No radioactivity found at school, where over 100 developed brain tumors

Former students and staff at Colonia High School did not get a brain tumor from the school, a probe has found

Colonia High School alumni and staff didn’t get a brain tumor from the school, a probe found (Images: NBC/Google/Facebook)

A study of how over 100 people who attended or worked at a New Jersey high school all developed rare brain cancer found no traces of radioactivity at the school.

The research began after dozens of former high school students and staff were diagnosed with brain cancer over a 30-year period. The study examined whether the area had radiological contamination that would aid in the diagnosis of brain tumors and other tumors or diseases of the central nervous system.

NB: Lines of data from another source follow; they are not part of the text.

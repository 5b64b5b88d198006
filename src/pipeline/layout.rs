//! Pagination: place resolved records onto fixed-size pages.
//!
//! Layout is pure and deterministic. It needs only image dimensions, passed
//! in as a closure, so the whole pagination can be tested without pdfium or
//! real image files. Coordinates are PDF points measured from the top-left
//! corner; the renderer flips them to PDF's bottom-left origin.
//!
//! Record order is the order given. A block that does not fit in the space
//! left on a page moves to the next page; a record may span pages.

use crate::output::{MediaSlot, ResolvedRecord};
use std::path::{Path, PathBuf};

/// Page geometry and type sizes.
#[derive(Debug, Clone, Copy, PartialEq)]
pub struct LayoutOptions {
    pub page_width: f32,
    pub page_height: f32,
    pub margin: f32,
    pub title_size: f32,
    pub meta_size: f32,
    pub body_size: f32,
    /// Line height as a multiple of the font size.
    pub line_spacing: f32,
    pub max_image_height: f32,
    pub record_gap: f32,
}

impl Default for LayoutOptions {
    /// A4 portrait.
    fn default() -> Self {
        Self {
            page_width: 595.28,
            page_height: 841.89,
            margin: 48.0,
            title_size: 18.0,
            meta_size: 9.0,
            body_size: 11.0,
            line_spacing: 1.45,
            max_image_height: 320.0,
            record_gap: 16.0,
        }
    }
}

impl LayoutOptions {
    pub fn content_width(&self) -> f32 {
        self.page_width - 2.0 * self.margin
    }

    /// Lowest y a block may reach; the strip below is kept for the footer.
    fn bottom_limit(&self) -> f32 {
        self.page_height - self.margin - 2.0 * self.meta_size
    }
}

/// Which loaded font a text block is drawn with.
#[derive(Debug, Clone, Copy, PartialEq, Eq)]
pub enum FontFace {
    Latin,
    Wide,
}

/// One positioned element.
#[derive(Debug, Clone, PartialEq)]
pub enum Block {
    Text {
        x: f32,
        y: f32,
        size: f32,
        face: FontFace,
        text: String,
    },
    Image {
        x: f32,
        y: f32,
        width: f32,
        height: f32,
        path: PathBuf,
    },
}

#[derive(Debug, Clone, Default, PartialEq)]
pub struct PageLayout {
    pub blocks: Vec<Block>,
}

/// Reason shown for a cached file that does not decode as an image.
pub const UNDECODABLE_IMAGE: &str = "could not decode image";

/// Notice printed where an image cannot be shown.
pub fn missing_notice(reason: &str) -> String {
    format!("[media unavailable: {}]", reason)
}

/// Lay out `records` into pages.
///
/// `image_size` returns pixel dimensions for a cached file, or `None` if it
/// cannot be decoded (rendered as a notice).
pub fn layout<F>(
    title: &str,
    subtitle: &str,
    records: &[ResolvedRecord],
    image_size: F,
    opts: &LayoutOptions,
) -> Vec<PageLayout>
where
    F: Fn(&Path) -> Option<(u32, u32)>,
{
    let mut cursor = Cursor::new(opts);

    cursor.text_line(title, opts.title_size);
    cursor.text_line(subtitle, opts.meta_size);
    cursor.gap(opts.record_gap);

    for record in records {
        let date = record.created_at.format("%Y-%m-%d %H:%M:%S").to_string();
        cursor.text_line(&date, opts.meta_size);

        for paragraph in normalise_newlines(&record.text).split('\n') {
            if paragraph.trim().is_empty() {
                cursor.gap(opts.body_size * opts.line_spacing * 0.5);
                continue;
            }
            for line in wrap_text(paragraph, opts.body_size, opts.content_width()) {
                cursor.text_line(&line, opts.body_size);
            }
        }

        for slot in &record.media {
            match slot {
                MediaSlot::Resolved { path, .. } => match image_size(path) {
                    Some((w, h)) if w > 0 && h > 0 => cursor.image(path, w, h),
                    _ => {
                        let notice = missing_notice(UNDECODABLE_IMAGE);
                        cursor.text_line(&notice, opts.meta_size);
                    }
                },
                MediaSlot::Missing { reason, .. } => {
                    let notice = missing_notice(reason);
                    for line in wrap_text(&notice, opts.meta_size, opts.content_width()) {
                        cursor.text_line(&line, opts.meta_size);
                    }
                }
            }
        }

        cursor.gap(opts.record_gap);
    }

    let mut pages = cursor.finish();
    add_footers(&mut pages, opts);
    pages
}

struct Cursor<'a> {
    opts: &'a LayoutOptions,
    pages: Vec<PageLayout>,
    current: PageLayout,
    y: f32,
}

impl<'a> Cursor<'a> {
    fn new(opts: &'a LayoutOptions) -> Self {
        Self {
            opts,
            pages: Vec::new(),
            current: PageLayout::default(),
            y: opts.margin,
        }
    }

    /// Start a new page unless `height` still fits (or the page is empty).
    fn reserve(&mut self, height: f32) {
        if self.y + height > self.opts.bottom_limit() && !self.current.blocks.is_empty() {
            self.pages.push(std::mem::take(&mut self.current));
            self.y = self.opts.margin;
        }
    }

    fn text_line(&mut self, text: &str, size: f32) {
        let height = size * self.opts.line_spacing;
        self.reserve(height);
        self.current.blocks.push(Block::Text {
            x: self.opts.margin,
            y: self.y,
            size,
            face: face_for(text),
            text: text.to_string(),
        });
        self.y += height;
    }

    fn image(&mut self, path: &Path, px_w: u32, px_h: u32) {
        let (width, height) = fit_image(
            px_w,
            px_h,
            self.opts.content_width(),
            self.opts.max_image_height,
        );
        let spacing = self.opts.body_size * 0.5;
        self.reserve(height + spacing);
        self.current.blocks.push(Block::Image {
            x: self.opts.margin,
            y: self.y,
            width,
            height,
            path: path.to_path_buf(),
        });
        self.y += height + spacing;
    }

    fn gap(&mut self, height: f32) {
        self.y += height;
    }

    fn finish(mut self) -> Vec<PageLayout> {
        if !self.current.blocks.is_empty() || self.pages.is_empty() {
            self.pages.push(self.current);
        }
        self.pages
    }
}

fn add_footers(pages: &mut [PageLayout], opts: &LayoutOptions) {
    let total = pages.len();
    for (i, page) in pages.iter_mut().enumerate() {
        let label = format!("{} / {}", i + 1, total);
        let width = text_width(&label, opts.meta_size);
        page.blocks.push(Block::Text {
            x: (opts.page_width - width) / 2.0,
            y: opts.page_height - opts.margin * 0.75,
            size: opts.meta_size,
            face: FontFace::Latin,
            text: label,
        });
    }
}

/// Scale pixel dimensions to fit within `max_w` × `max_h` points.
///
/// One pixel maps to one point unless that overflows; aspect ratio is kept.
pub fn fit_image(px_w: u32, px_h: u32, max_w: f32, max_h: f32) -> (f32, f32) {
    let (w, h) = (px_w as f32, px_h as f32);
    let scale = (max_w / w).min(max_h / h).min(1.0);
    (w * scale, h * scale)
}

fn normalise_newlines(text: &str) -> String {
    text.replace("\r\n", "\n").replace('\r', "\n")
}

/// East Asian wide characters, drawn with the CJK face and at full em width.
pub fn is_wide(c: char) -> bool {
    matches!(c as u32,
        0x1100..=0x115F
        | 0x2E80..=0xA4CF
        | 0xAC00..=0xD7A3
        | 0xF900..=0xFAFF
        | 0xFE30..=0xFE4F
        | 0xFF00..=0xFF60
        | 0xFFE0..=0xFFE6
        | 0x1F300..=0x1FAFF
        | 0x20000..=0x3FFFD)
}

fn face_for(text: &str) -> FontFace {
    if text.chars().any(is_wide) {
        FontFace::Wide
    } else {
        FontFace::Latin
    }
}

fn char_width(c: char, size: f32) -> f32 {
    if is_wide(c) {
        size
    } else {
        size * 0.55
    }
}

/// Approximate rendered width of `text` at `size` points.
pub fn text_width(text: &str, size: f32) -> f32 {
    text.chars().map(|c| char_width(c, size)).sum()
}

/// Greedy word wrap to `max_width` points.
///
/// Latin words break at spaces, wide characters may break anywhere, and a
/// word longer than a whole line is split by character.
pub fn wrap_text(text: &str, size: f32, max_width: f32) -> Vec<String> {
    let mut lines = Vec::new();
    let mut current = String::new();
    let mut width = 0.0f32;

    for token in tokenize(text) {
        let token_width = text_width(token, size);
        let is_space = token.chars().all(char::is_whitespace);

        if width + token_width > max_width && !current.trim().is_empty() {
            lines.push(current.trim_end().to_string());
            current.clear();
            width = 0.0;
            if is_space {
                continue;
            }
        }

        if token_width > max_width && !is_space {
            for c in token.chars() {
                let cw = char_width(c, size);
                if width + cw > max_width && !current.is_empty() {
                    lines.push(std::mem::take(&mut current));
                    width = 0.0;
                }
                current.push(c);
                width += cw;
            }
            continue;
        }

        current.push_str(token);
        width += token_width;
    }

    if !current.trim().is_empty() {
        lines.push(current.trim_end().to_string());
    }
    lines
}

/// Split into runs of spaces, runs of narrow non-space chars, and single wide chars.
fn tokenize(text: &str) -> Vec<&str> {
    #[derive(PartialEq)]
    enum Kind {
        Space,
        Word,
        Wide,
    }
    let kind = |c: char| {
        if c.is_whitespace() {
            Kind::Space
        } else if is_wide(c) {
            Kind::Wide
        } else {
            Kind::Word
        }
    };

    let mut tokens = Vec::new();
    let mut start = 0;
    let mut prev: Option<Kind> = None;
    for (i, c) in text.char_indices() {
        let k = kind(c);
        let split = match &prev {
            None => false,
            Some(p) => *p != k || k == Kind::Wide,
        };
        if split {
            tokens.push(&text[start..i]);
            start = i;
        }
        prev = Some(k);
    }
    if start < text.len() {
        tokens.push(&text[start..]);
    }
    tokens
}

#[cfg(test)]
mod tests {
    use super::*;
    use crate::pipeline::ingest::parse_datetime;

    fn record(text: &str, media: Vec<MediaSlot>) -> ResolvedRecord {
        ResolvedRecord {
            id: "1".into(),
            created_at: parse_datetime("2024-01-01 12:00:00").unwrap(),
            text: text.into(),
            link: String::new(),
            media,
        }
    }

    fn texts(pages: &[PageLayout]) -> Vec<String> {
        pages
            .iter()
            .flat_map(|p| p.blocks.iter())
            .filter_map(|b| match b {
                Block::Text { text, .. } => Some(text.clone()),
                Block::Image { .. } => None,
            })
            .collect()
    }

    #[test]
    fn wraps_on_word_boundaries() {
        // 0.55 * 10pt = 5.5pt per char; 60pt fits 10 chars
        let lines = wrap_text("hello world again", 10.0, 60.0);
        assert_eq!(lines, vec!["hello", "world", "again"]);
    }

    #[test]
    fn long_word_is_split() {
        let lines = wrap_text("abcdefghijklmnopqrstuvwxyz", 10.0, 55.0);
        assert!(lines.len() >= 3);
        assert_eq!(lines.concat(), "abcdefghijklmnopqrstuvwxyz");
    }

    #[test]
    fn wide_chars_break_anywhere() {
        // each CJK char is 10pt wide at 10pt
        let lines = wrap_text("你好世界你好", 10.0, 30.0);
        assert_eq!(lines, vec!["你好世", "界你好"]);
        assert_eq!(face_for("你好"), FontFace::Wide);
        assert_eq!(face_for("hello"), FontFace::Latin);
    }

    #[test]
    fn image_fits_width_and_height() {
        assert_eq!(fit_image(100, 50, 500.0, 300.0), (100.0, 50.0));
        let (w, h) = fit_image(1000, 500, 500.0, 300.0);
        assert_eq!((w, h), (500.0, 250.0));
        let (w, h) = fit_image(400, 1200, 500.0, 300.0);
        assert_eq!((w, h), (100.0, 300.0));
    }

    #[test]
    fn records_keep_their_order() {
        let records: Vec<_> = (0..5).map(|i| record(&format!("post {i}"), vec![])).collect();
        let pages = layout("T", "sub", &records, |_| None, &LayoutOptions::default());
        let posts: Vec<String> = texts(&pages)
            .into_iter()
            .filter(|t| t.starts_with("post"))
            .collect();
        assert_eq!(posts, ["post 0", "post 1", "post 2", "post 3", "post 4"]);
    }

    #[test]
    fn many_records_paginate_with_footers() {
        let records: Vec<_> = (0..200).map(|i| record(&format!("line {i}"), vec![])).collect();
        let opts = LayoutOptions::default();
        let pages = layout("T", "sub", &records, |_| None, &opts);
        assert!(pages.len() > 1);

        let total = pages.len();
        for (i, page) in pages.iter().enumerate() {
            match page.blocks.last() {
                Some(Block::Text { text, .. }) => {
                    assert_eq!(text, &format!("{} / {}", i + 1, total))
                }
                other => panic!("expected footer, got {other:?}"),
            }
            for b in &page.blocks[..page.blocks.len() - 1] {
                if let Block::Text { y, size, .. } = b {
                    assert!(y + size * opts.line_spacing <= opts.page_height - opts.margin);
                }
            }
        }
    }

    #[test]
    fn media_slots_become_images_or_notices() {
        let rec = record(
            "with media",
            vec![
                MediaSlot::Resolved {
                    url: "u1".into(),
                    path: PathBuf::from("/c/ok.jpg"),
                },
                MediaSlot::Missing {
                    url: "u2".into(),
                    reason: "host not in allowlist: evil.example".into(),
                },
                MediaSlot::Resolved {
                    url: "u3".into(),
                    path: PathBuf::from("/c/broken.jpg"),
                },
            ],
        );
        let size = |p: &Path| (p.ends_with("ok.jpg")).then_some((800, 600));
        let pages = layout("T", "sub", &[rec], size, &LayoutOptions::default());

        let images: Vec<_> = pages[0]
            .blocks
            .iter()
            .filter(|b| matches!(b, Block::Image { .. }))
            .collect();
        assert_eq!(images.len(), 1);

        let all = texts(&pages);
        let rejected = "[media unavailable: host not in allowlist: evil.example]";
        assert!(all.contains(&rejected.to_string()));
        assert!(all.contains(&"[media unavailable: could not decode image]".to_string()));
    }

    #[test]
    fn empty_input_still_has_a_page() {
        let pages = layout("T", "sub", &[], |_| None, &LayoutOptions::default());
        assert_eq!(pages.len(), 1);
    }
}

A former student at Colonia High School in Woodbridge, New Jersey, began investigating the connection after realizing that he, his wife and sister all had brain tumors. This student, Al Lupiano, then found that 107 former students and teachers also had brain tumors.

Following the release of his findings, Woodbridge Town Mayor John McCormac took action and commissioned an environmental engineering company to investigate possible pollutants that might have caused the brain tumors.

The results of the environmental assessment were announced on Thursday.

“We are very pleased to report that our extensive indoor and outdoor radon and radiation testing of the school building did not reveal any evidence of carcinogenic hazards to warrant further investigation,” said McCormac.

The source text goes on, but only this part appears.